Cada verano la esperaba con impaciencia en la playa hasta que caía el sol. Sentado en aquella roca donde nos conocimos por casualidad caprichosa de la vida, años atrás.
Su bañador rosado resplandecía sobre su pálida piel jamás tocada por el sol, lo que yo llevaba deseando hacer desde aquella tarde en la playa.
Sus sandalias quisieron escapar de sus pies y, siendo arrastradas por la leve marea, llegaron hasta mi lugar en la roca.
No tenía esperanzas de volverla a ver. Habían pasado cinco años, cinco veranos desde nuestro encuentro. Sin embargo, allí estaba yo, siendo acariciado por la brisa marina, mientras el inmenso océano azul lamía mis pies descalzos.
Al mirar la tierra húmeda bajo mis dedos recordé a la joven que ocupaba mis pensamientos desde hacía tanto tiempo y una sonrisa se escapó de la comisura de mis labios.
Recordé felizmente como me pidió con la voz más dulce que jamás había escuchado que rescatara a sus zapatillas de las garras del mar. Y así lo hice.
Una acción inocente que conllevaría unos momentos posteriores que serían inolvidables.
A raíz de mi acción bondadosa, una continua conversación de fluidos y variados temas le siguió.
Cada segundo que gastaba en escucharla hablar, sentada en la roca a mi lado, más maravillosa me resultaba aquella desconocida de la sandalia perdida.
Su cabello largo se rizaba en las puntas por la humedad costera y sus ojos brillaban cuando me miraba al prestarme su atención.
No recuerdo de qué hablamos aquella tarde y, si lo repitiera seguiría sin acordarme porque toda mi memoria se centraba en escanear en mi retina cada detalle de su rostro, su boca al sonreír mis bromas, sus finos dedos al rozarme la mano, sus blancos pies salpicándome juguetona el agua de la orilla.
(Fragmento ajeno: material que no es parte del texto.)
#[cfg(test)]
mod tests {
    use super::*;
    use crate::compose::compose_args;
    use pretty_assertions::assert_eq;
    use std::os::unix::fs::PermissionsExt;
    use tempfile::TempDir;
    use uuid::Uuid;

    fn write_config(results: &Path, compose_type: &str) {
        let mut compose = compose_args(compose_type).unwrap();
        compose.compression = Some("xz".to_string());
        compose.compress_args = Some(Vec::new());
        let config = BuilderConfig {
            compose,
            title: String::new(),
            project: String::new(),
            releasever: String::new(),
            volid: String::new(),
            extra_boot_args: String::new(),
            ks: vec![results.join("final-kickstart.ks").display().to_string()],
            logfile: results.join("logs").display().to_string(),
            timeout: 1,
        };
        fs::write(results.join("config.toml"), toml::to_string(&config).unwrap()).unwrap();
    }

    fn queued_build(queue: &Queue, compose_type: &str, test_mode: Option<u32>) -> String {
        let uuid = Uuid::new_v4().to_string();
        let results = queue.results_dir(&uuid);
        fs::create_dir_all(&results).unwrap();
        fs::write(
            results.join("blueprint.toml"),
            "name = \"example\"\nversion = \"0.0.1\"\n",
        )
        .unwrap();
        fs::write(results.join(format!("{compose_type}.ks")), "%packages\n").unwrap();
        write_config(&results, compose_type);
        if let Some(mode) = test_mode {
            fs::write(results.join("TEST"), mode.to_string()).unwrap();
        }
        write_status(&results, BuildStatus::Waiting).unwrap();
        std::os::unix::fs::symlink(&results, queue.new_dir().join(&uuid)).unwrap();
        uuid
    }

    fn worker_with_builder(dir: &TempDir, script: &str) -> (Worker, Queue) {
        let queue = Queue::open(dir.path()).unwrap();
        let builder = dir.path().join("fake-builder.sh");
        fs::write(&builder, script).unwrap();
        let mut perms = fs::metadata(&builder).unwrap().permissions();
        perms.set_mode(0o755);
        fs::set_permissions(&builder, perms).unwrap();

        let mut cfg = Config::default();
        cfg.paths.lib_dir = dir.path().to_path_buf();
        cfg.builder.command = builder;
        (Worker::new(Arc::new(cfg), queue.clone()), queue)
    }

    #[test]
    fn empty_queue_processes_nothing() {
        let dir = TempDir::new().unwrap();
        let (worker, _queue) = worker_with_builder(&dir, "#!/bin/sh\nexit 0\n");
        assert!(!worker.process_next());
    }

    #[test]
    fn test_mode_two_finishes_with_fake_artifact() {
        let dir = TempDir::new().unwrap();
        let (worker, queue) = worker_with_builder(&dir, "#!/bin/sh\nexit 1\n");
        let uuid = queued_build(&queue, "qcow2", Some(2));

        assert!(worker.process_next());
        let status = queue.status(&uuid).unwrap();
        assert_eq!(status.queue_status, BuildStatus::Finished);
        assert!(status.job_started.is_some());
        assert!(status.job_finished.is_some());
        assert!(queue.results_dir(&uuid).join("disk.qcow2").exists());
        assert!(queue.running().is_empty());
    }

    #[test]
    fn test_mode_one_fails_quickly() {
        let dir = TempDir::new().unwrap();
        let (worker, queue) = worker_with_builder(&dir, "#!/bin/sh\nexit 0\n");
        let uuid = queued_build(&queue, "qcow2", Some(1));

        assert!(worker.process_next());
        assert_eq!(
            queue.status(&uuid).unwrap().queue_status,
            BuildStatus::Failed
        );
    }

    #[test]
    fn successful_builder_run_moves_artifact_and_prunes_scratch() {
        let dir = TempDir::new().unwrap();
        let (worker, queue) = worker_with_builder(
            &dir,
            "#!/bin/sh\nmkdir -p compose\necho fake-disk > compose/disk.qcow2\nexit 0\n",
        );
        let uuid = queued_build(&queue, "qcow2", None);

        assert!(worker.process_next());
        let results = queue.results_dir(&uuid);
        assert_eq!(
            queue.status(&uuid).unwrap().queue_status,
            BuildStatus::Finished
        );
        assert_eq!(
            fs::read_to_string(results.join("disk.qcow2")).unwrap().trim(),
            "fake-disk"
        );
        // Scratch dir was pruned after a successful run.
        assert!(!results.join("compose").exists());
        // Builder output was captured.
        assert!(results.join("logs/program.log").exists());
        assert!(queue.status(&uuid).unwrap().image_size > 0);
    }

    #[test]
    fn failing_builder_keeps_scratch_for_postmortem() {
        let dir = TempDir::new().unwrap();
        let (worker, queue) = worker_with_builder(
            &dir,
            "#!/bin/sh\nmkdir -p compose\necho partial > compose/disk.qcow2\necho boom >&2\nexit 1\n",
        );
        let uuid = queued_build(&queue, "qcow2", None);

        assert!(worker.process_next());
        let results = queue.results_dir(&uuid);
        assert_eq!(
            queue.status(&uuid).unwrap().queue_status,
            BuildStatus::Failed
        );
        assert!(results.join("compose/disk.qcow2").exists());
        let log = fs::read_to_string(results.join("logs/program.log")).unwrap();
        assert!(log.contains("boom"));
    }

    #[test]
    fn live_iso_boot_iso_is_renamed() {
        let dir = TempDir::new().unwrap();
        let (worker, queue) = worker_with_builder(
            &dir,
            "#!/bin/sh\nmkdir -p compose/images\necho iso > compose/images/boot.iso\nexit 0\n",
        );
        let uuid = queued_build(&queue, "live-iso", None);

        assert!(worker.process_next());
        let results = queue.results_dir(&uuid);
        assert_eq!(
            queue.status(&uuid).unwrap().queue_status,
            BuildStatus::Finished
        );
        assert!(results.join("live.iso").exists());
    }

    #[test]
    fn canceled_before_pickup_is_skipped() {
        let dir = TempDir::new().unwrap();
        let (worker, queue) = worker_with_builder(&dir, "#!/bin/sh\nexit 0\n");
        let uuid = queued_build(&queue, "qcow2", Some(2));
        queue.cancel(&uuid).unwrap();

        // A racing pickup of the canceled entry does not run the build.
        let results = queue.results_dir(&uuid);
        std::os::unix::fs::symlink(&results, queue.new_dir().join(&uuid)).unwrap();
        assert!(worker.process_next());
        assert_eq!(
            queue.status(&uuid).unwrap().queue_status,
            BuildStatus::Canceled
        );
        assert!(queue.running().is_empty());
    }

    #[test]
    fn statuses_never_revert() {
        let dir = TempDir::new().unwrap();
        let (worker, queue) = worker_with_builder(&dir, "#!/bin/sh\nexit 0\n");
        let uuid = queued_build(&queue, "qcow2", Some(2));
        assert!(worker.process_next());
        assert_eq!(
            queue.status(&uuid).unwrap().queue_status,
            BuildStatus::Finished
        );
        // A second pickup attempt of the same uuid does nothing.
        std::os::unix::fs::symlink(queue.results_dir(&uuid), queue.new_dir().join(&uuid)).unwrap();
        assert!(worker.process_next());
        assert_eq!(
            queue.status(&uuid).unwrap().queue_status,
            BuildStatus::Finished
        );
    }
}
Al llegar el ocaso nos despedimos y ni su nombre sé. No hizo falta, no vimos necesario malgastar el tiempo que teníamos de conversación para contar detalles insignificantes.
Claro que por aquel tiempo éramos dos desconocidos en una playa.
Sin nombre, sin origen, sin destino. Sin pasado ni futuro. Solo nuestro presente.
Cinco años han pasado desde aquella tarde. La echaba de menos, quizás demasiado. Sentía que la conocía muy bien, pero ni su nombre sabía.
Cada verano la esperaba por las mismas fechas en la misma playa, sentado en la misma roca. Y nunca apareció.
Este es mi quinto año repitiendo mi tarea y mi chica de la sandalia perdida sigue sin aparecer.
Algo dentro de mí me dice que lo hará, pero la realidad no está de mi parte.
La perdí, o quizás nunca la tuve. Fue un bello espejismo en mi desierto. Una locura divertida que recordaré cuando quiera sentir magia en mi corazón. Ahora solo queda esperar, esperar que el verano se vaya. Para siempre.